▸ **Information**:
>>

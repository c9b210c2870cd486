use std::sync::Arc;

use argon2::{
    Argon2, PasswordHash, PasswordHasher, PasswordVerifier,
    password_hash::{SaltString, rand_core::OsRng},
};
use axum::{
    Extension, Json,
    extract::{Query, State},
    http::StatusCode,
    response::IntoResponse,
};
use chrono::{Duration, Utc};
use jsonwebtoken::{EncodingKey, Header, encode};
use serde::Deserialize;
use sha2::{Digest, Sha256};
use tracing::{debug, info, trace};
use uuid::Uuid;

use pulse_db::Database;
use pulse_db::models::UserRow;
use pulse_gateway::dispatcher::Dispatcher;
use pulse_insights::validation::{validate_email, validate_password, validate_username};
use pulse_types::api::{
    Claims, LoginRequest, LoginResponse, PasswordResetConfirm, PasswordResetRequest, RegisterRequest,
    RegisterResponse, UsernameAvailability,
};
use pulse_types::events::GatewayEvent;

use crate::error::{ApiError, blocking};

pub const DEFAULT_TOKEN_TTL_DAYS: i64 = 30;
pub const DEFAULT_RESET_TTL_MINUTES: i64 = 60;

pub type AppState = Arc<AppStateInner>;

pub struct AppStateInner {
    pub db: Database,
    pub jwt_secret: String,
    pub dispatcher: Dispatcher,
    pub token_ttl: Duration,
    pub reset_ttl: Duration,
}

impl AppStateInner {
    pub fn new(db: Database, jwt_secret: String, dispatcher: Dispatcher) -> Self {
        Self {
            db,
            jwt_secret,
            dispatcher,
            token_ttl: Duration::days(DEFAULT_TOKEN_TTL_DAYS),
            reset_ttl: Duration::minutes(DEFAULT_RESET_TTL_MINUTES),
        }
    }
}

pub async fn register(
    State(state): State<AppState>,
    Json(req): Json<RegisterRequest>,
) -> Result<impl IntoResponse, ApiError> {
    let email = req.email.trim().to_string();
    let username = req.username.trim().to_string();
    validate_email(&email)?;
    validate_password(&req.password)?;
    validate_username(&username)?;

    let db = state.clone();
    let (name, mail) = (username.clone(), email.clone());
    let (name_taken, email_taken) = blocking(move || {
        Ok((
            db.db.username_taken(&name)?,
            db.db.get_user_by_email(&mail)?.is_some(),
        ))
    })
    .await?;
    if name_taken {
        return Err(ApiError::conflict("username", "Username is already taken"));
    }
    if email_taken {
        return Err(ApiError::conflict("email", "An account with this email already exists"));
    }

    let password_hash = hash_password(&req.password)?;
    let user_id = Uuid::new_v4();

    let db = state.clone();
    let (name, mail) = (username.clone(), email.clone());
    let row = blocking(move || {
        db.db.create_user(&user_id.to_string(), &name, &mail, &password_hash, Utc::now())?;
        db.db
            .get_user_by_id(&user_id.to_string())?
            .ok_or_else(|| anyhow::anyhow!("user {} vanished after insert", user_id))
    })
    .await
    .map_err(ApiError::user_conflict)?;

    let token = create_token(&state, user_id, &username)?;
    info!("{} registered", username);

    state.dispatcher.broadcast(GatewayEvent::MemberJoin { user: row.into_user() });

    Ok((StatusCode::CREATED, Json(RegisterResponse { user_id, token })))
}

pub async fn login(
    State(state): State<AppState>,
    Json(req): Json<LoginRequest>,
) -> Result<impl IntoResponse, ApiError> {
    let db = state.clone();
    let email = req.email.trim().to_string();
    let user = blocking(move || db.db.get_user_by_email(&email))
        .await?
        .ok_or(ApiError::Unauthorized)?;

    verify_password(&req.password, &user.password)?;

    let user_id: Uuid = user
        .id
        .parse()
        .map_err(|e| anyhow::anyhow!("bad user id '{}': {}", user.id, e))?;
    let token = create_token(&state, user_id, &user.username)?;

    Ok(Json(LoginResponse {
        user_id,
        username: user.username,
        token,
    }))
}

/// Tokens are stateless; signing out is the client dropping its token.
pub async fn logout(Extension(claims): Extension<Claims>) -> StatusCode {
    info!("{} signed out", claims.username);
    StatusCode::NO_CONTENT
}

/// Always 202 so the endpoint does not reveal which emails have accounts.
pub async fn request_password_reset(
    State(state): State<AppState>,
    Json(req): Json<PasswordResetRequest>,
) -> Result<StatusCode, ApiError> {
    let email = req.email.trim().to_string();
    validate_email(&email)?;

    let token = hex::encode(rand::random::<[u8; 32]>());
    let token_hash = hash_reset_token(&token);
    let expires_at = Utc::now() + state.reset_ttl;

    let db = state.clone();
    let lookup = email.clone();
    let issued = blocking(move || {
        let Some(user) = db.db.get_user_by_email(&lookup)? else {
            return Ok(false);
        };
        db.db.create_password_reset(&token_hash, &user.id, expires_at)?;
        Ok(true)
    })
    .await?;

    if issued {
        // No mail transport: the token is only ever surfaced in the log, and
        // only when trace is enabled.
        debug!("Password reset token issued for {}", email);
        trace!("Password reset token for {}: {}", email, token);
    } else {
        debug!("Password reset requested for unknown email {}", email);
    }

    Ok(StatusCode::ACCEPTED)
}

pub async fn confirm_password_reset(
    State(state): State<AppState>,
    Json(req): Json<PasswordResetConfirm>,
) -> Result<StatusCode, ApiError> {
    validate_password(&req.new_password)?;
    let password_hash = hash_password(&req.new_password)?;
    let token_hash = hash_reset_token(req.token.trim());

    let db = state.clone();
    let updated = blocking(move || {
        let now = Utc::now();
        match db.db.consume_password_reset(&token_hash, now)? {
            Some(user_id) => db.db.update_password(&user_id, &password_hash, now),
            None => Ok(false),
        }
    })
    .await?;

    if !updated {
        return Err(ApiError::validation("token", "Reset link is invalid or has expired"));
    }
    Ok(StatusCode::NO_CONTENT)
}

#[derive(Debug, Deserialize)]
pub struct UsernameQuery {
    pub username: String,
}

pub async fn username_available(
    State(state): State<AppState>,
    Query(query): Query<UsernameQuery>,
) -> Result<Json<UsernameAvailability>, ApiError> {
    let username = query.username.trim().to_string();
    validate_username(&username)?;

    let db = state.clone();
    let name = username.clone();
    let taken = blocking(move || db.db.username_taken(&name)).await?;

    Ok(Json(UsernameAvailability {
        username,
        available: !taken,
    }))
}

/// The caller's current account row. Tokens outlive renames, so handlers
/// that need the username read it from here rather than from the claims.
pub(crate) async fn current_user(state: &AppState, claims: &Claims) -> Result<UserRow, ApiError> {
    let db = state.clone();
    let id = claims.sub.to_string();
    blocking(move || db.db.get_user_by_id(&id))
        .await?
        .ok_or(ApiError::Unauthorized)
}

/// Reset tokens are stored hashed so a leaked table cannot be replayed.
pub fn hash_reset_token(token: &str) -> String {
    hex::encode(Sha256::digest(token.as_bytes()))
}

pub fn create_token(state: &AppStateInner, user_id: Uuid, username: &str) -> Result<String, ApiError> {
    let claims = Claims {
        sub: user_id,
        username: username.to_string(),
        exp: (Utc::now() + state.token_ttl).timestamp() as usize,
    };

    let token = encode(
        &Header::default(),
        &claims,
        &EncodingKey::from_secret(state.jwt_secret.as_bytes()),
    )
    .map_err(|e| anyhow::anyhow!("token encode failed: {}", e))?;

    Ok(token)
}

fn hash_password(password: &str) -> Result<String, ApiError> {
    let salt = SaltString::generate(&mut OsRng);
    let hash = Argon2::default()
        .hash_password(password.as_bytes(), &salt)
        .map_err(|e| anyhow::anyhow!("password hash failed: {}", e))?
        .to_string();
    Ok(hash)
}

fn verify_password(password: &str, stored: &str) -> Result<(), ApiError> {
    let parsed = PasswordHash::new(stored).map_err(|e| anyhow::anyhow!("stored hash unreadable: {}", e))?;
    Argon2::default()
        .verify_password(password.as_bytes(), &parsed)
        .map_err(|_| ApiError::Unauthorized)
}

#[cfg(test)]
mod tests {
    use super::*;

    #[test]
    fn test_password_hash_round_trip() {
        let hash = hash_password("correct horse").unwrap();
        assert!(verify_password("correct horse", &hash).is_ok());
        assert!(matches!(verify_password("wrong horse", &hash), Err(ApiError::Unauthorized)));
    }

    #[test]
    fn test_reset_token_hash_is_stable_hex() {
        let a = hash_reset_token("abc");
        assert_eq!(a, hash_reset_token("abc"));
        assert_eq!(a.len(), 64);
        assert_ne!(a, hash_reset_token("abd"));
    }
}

<<
>>

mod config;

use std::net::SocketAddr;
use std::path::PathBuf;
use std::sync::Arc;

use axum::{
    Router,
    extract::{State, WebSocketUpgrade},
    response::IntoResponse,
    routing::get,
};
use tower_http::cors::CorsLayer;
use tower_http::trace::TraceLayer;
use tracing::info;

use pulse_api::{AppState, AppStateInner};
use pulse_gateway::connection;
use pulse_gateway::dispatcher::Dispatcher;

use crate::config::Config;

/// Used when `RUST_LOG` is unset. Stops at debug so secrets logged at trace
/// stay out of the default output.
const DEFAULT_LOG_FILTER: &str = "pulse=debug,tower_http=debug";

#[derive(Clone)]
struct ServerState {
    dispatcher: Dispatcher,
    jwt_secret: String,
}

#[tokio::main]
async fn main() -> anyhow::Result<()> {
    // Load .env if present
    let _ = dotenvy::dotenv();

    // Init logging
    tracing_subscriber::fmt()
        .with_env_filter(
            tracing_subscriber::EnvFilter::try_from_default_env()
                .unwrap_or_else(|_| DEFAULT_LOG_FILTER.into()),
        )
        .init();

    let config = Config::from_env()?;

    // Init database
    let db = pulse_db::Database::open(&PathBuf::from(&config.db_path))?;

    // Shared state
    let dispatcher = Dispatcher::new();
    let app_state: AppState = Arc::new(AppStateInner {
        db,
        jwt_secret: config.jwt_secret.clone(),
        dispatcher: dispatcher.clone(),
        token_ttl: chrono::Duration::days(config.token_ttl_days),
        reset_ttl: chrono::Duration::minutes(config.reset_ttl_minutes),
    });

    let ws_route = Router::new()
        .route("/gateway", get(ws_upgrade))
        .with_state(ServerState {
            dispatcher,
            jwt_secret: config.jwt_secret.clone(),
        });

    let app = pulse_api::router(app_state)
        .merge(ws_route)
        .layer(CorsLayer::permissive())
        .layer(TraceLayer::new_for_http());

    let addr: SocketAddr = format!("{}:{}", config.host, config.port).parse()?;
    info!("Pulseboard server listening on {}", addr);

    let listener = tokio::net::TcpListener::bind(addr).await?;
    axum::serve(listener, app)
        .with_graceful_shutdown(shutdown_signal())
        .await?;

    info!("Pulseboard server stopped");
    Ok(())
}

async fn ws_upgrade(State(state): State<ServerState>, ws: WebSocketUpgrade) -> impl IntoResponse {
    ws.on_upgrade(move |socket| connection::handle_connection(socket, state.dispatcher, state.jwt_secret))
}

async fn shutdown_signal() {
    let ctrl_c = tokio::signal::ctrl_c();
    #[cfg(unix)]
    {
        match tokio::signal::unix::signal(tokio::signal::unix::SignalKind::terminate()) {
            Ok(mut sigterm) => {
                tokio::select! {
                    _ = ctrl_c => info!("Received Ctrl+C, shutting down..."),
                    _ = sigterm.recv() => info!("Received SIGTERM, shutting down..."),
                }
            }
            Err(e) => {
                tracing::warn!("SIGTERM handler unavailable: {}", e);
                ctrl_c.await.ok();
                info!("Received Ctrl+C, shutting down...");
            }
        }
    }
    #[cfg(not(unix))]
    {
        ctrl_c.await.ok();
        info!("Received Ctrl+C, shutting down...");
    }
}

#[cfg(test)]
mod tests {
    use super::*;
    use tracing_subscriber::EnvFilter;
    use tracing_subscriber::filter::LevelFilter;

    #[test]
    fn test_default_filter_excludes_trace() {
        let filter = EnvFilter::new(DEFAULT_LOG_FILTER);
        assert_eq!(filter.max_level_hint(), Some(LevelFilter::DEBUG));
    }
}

<<
>>

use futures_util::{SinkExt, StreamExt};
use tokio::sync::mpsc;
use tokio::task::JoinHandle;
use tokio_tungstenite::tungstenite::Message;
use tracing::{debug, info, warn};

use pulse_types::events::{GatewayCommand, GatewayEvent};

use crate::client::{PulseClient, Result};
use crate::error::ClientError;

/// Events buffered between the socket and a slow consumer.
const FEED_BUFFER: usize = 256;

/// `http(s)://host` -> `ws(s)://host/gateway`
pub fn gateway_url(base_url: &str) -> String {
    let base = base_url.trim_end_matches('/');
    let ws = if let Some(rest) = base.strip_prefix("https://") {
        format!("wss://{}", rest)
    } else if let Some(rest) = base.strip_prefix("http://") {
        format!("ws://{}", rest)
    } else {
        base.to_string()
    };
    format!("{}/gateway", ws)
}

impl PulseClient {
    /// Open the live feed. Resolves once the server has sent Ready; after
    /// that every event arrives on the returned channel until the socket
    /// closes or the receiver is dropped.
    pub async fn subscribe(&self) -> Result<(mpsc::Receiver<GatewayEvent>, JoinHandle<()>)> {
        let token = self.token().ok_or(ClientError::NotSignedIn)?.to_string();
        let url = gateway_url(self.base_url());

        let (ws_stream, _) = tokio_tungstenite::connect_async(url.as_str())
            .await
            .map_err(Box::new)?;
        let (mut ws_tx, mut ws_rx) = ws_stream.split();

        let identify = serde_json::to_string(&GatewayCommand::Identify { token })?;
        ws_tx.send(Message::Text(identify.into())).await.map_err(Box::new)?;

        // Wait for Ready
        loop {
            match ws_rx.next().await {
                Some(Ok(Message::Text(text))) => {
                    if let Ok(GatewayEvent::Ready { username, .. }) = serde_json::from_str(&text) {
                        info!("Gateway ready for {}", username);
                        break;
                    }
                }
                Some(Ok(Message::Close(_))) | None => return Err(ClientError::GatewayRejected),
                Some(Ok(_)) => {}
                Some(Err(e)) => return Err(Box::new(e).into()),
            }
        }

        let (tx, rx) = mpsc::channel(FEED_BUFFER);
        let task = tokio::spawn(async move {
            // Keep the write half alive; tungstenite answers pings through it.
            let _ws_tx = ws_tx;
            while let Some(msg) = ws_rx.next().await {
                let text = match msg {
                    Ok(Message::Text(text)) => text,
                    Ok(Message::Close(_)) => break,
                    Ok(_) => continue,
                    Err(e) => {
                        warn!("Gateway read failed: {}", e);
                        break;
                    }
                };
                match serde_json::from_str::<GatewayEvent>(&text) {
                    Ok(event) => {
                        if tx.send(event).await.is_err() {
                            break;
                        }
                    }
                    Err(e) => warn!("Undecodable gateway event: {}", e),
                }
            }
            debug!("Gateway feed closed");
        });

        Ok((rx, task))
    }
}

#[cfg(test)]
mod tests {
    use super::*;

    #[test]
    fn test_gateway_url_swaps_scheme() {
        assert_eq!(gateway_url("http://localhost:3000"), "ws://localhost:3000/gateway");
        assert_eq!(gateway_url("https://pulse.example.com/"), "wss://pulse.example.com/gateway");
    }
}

<<

▸ **Task prompt**: Would you retype the lines above from the one with "repository c9b210c2870cd486" down to the one with "use serde::Deserialize;", word for word, both ends included and no other lines?

▸ **Result**:
repository c9b210c2870cd486
use std::sync::Arc;

use argon2::{
    Argon2, PasswordHash, PasswordHasher, PasswordVerifier,
    password_hash::{SaltString, rand_core::OsRng},
};
use axum::{
    Extension, Json,
    extract::{Query, State},
    http::StatusCode,
    response::IntoResponse,
};
use chrono::{Duration, Utc};
use jsonwebtoken::{EncodingKey, Header, encode};
use serde::Deserialize;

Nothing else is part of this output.